Sejumlah pedagang di Pasar Pramuka, Jakarta Timur, melaporkan lonjakan harga alat kesehatan akibat eskalasi konflik di Timur Tengah pada Kamis (14/5/2026). Dilansir dari Megapolitan, ketegangan geopolitik tersebut berdampak langsung pada biaya produksi bahan baku dan hambatan distribusi logistik barang impor.
Kenaikan harga ini tercatat telah berlangsung selama satu bulan terakhir. Fenomena tersebut dipicu oleh ketergantungan pasar domestik terhadap produk luar negeri, mengingat hampir seluruh kategori alat kesehatan yang dipasarkan merupakan komoditas impor.
Wati (45), salah satu pedagang di lokasi tersebut, menjelaskan bahwa situasi di Iran menjadi salah satu faktor utama yang memengaruhi struktur harga di tingkat pedagang saat ini.

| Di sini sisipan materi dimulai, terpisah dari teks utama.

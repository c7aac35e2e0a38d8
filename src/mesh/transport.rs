//! Transport seams
//!
//! Defines traits for the relay socket and for point-to-point peer links so
//! the signaling and coordination logic runs unchanged over real WebSocket +
//! WebRTC or over the in-memory doubles in `mock`.

use async_trait::async_trait;
use std::sync::Arc;
use tokio::sync::mpsc;

use super::error::{LinkError, TransportError};
use super::types::{ChannelState, ConnectionState, NodeId};

/// An open relay connection: text frames out, text frames in.
///
/// The inbound receiver yields `None` once the relay closed the connection.
/// Dropping `outbound` asks the connector to close the socket.
pub struct RelayLink {
    pub outbound: mpsc::UnboundedSender<String>,
    pub inbound: mpsc::UnboundedReceiver<String>,
}

/// Opens relay connections
#[async_trait]
pub trait RelayConnector: Send + Sync {
    /// Open a connection to `url`, resolving once the transport is open
    async fn open(&self, url: &str) -> Result<RelayLink, TransportError>;
}

/// Event reported by a peer link
#[derive(Debug, Clone, PartialEq)]
pub enum LinkEvent {
    /// A local network-path candidate to send to the remote peer
    LocalCandidate(serde_json::Value),
    ConnectionState(ConnectionState),
    ChannelState(ChannelState),
    /// A text message received on the reliable channel
    Message(String),
}

/// Link event tagged with the session it belongs to
#[derive(Debug, Clone)]
pub struct SessionEvent {
    pub peer_id: NodeId,
    pub session_id: u64,
    pub event: LinkEvent,
}

/// Where a link reports its events
#[derive(Clone)]
pub struct LinkEventSink {
    peer_id: NodeId,
    session_id: u64,
    tx: mpsc::UnboundedSender<SessionEvent>,
}

impl LinkEventSink {
    pub fn new(peer_id: NodeId, session_id: u64, tx: mpsc::UnboundedSender<SessionEvent>) -> Self {
        Self {
            peer_id,
            session_id,
            tx,
        }
    }

    pub fn peer_id(&self) -> &str {
        &self.peer_id
    }

    pub fn session_id(&self) -> u64 {
        self.session_id
    }

    /// Report an event. Silently dropped once the coordinator is gone.
    pub fn emit(&self, event: LinkEvent) {
        let _ = self.tx.send(SessionEvent {
            peer_id: self.peer_id.clone(),
            session_id: self.session_id,
            event,
        });
    }
}

/// One point-to-point connection plus its reliable ordered message channel
#[async_trait]
pub trait PeerLink: Send + Sync {
    /// Open the local message channel and produce a session offer
    async fn create_offer(&self) -> Result<serde_json::Value, LinkError>;

    /// Apply a remote offer and produce the answer
    async fn accept_offer(&self, offer: serde_json::Value) -> Result<serde_json::Value, LinkError>;

    /// Apply the remote answer to our offer
    async fn apply_answer(&self, answer: serde_json::Value) -> Result<(), LinkError>;

    /// Apply one remote candidate
    async fn add_candidate(&self, candidate: serde_json::Value) -> Result<(), LinkError>;

    /// Write a text message to the channel
    async fn send(&self, text: String) -> Result<(), LinkError>;

    /// Tear down channel and connection. No events are emitted afterwards.
    async fn close(&self);
}

/// Creates peer links
#[async_trait]
pub trait LinkFactory: Send + Sync {
    async fn create(&self, sink: LinkEventSink) -> Result<Arc<dyn PeerLink>, LinkError>;
}

#[async_trait]
impl<T: LinkFactory + ?Sized> LinkFactory for Arc<T> {
    async fn create(&self, sink: LinkEventSink) -> Result<Arc<dyn PeerLink>, LinkError> {
        (**self).create(sink).await
    }
}

#[async_trait]
impl<T: RelayConnector + ?Sized> RelayConnector for Arc<T> {
    async fn open(&self, url: &str) -> Result<RelayLink, TransportError> {
        (**self).open(url).await
    }
}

"Kalau yang saya tahu sejak kejadian di Iran kemarin dan kenaikan BBM karena perang itu harga bahan plastik yang naik. Jadi, lonjakannya agak tinggi," ucap Wati.
Kenaikan harga yang cukup signifikan terlihat pada produk berbahan plastik seperti apron sekali pakai. Sebelumnya, apron tersebut dijual pada kisaran Rp 85.000 hingga Rp 115.000, namun kini harga modalnya saja sudah menyentuh angka Rp 115.000 per boks dengan harga jual pasar mencapai Rp 125.000.
Kondisi serupa juga dikonfirmasi oleh pedagang lain, Yuli (25), yang menyoroti kendala pada ketersediaan material pendukung produksi alat kesehatan lainnya.
"Mungkin faktor bahan baku karetnya yang sedang susah. Karena ada perang juga di sana, jadi impornya sulit," ujar Yuli.
Keterbatasan pasokan ini berdampak pada produk seperti kursi roda yang didatangkan dari Taiwan. Harga beli pedagang yang semula Rp 850.000 telah naik menjadi Rp 900.000-an, sehingga harga jual ke konsumen kini menyentuh angka Rp 1 jutaan.
Bara (50), seorang pedagang lainnya, memberikan penegasan bahwa mayoritas produk yang dijual memiliki izin Alat Kesehatan Luar (AKL) yang sangat bergantung pada stabilitas global.
"Rata-rata produk alat kesehatan menggunakan izin AKL (Alat Kesehatan Luar) dan mayoritas memang barang impor, jadi hampir semuanya naik. Ada penyesuaian harga hampir setiap hari dengan kenaikan ribuan rupiah," kata Bara.
Hampir seluruh lini produk kesehatan mengalami penyesuaian harga karena ketergantungan pada izin impor tersebut. Saat ini, para pedagang terpaksa mengikuti fluktuasi harga harian guna menyesuaikan dengan modal pengadaan barang yang terus merangkak naik.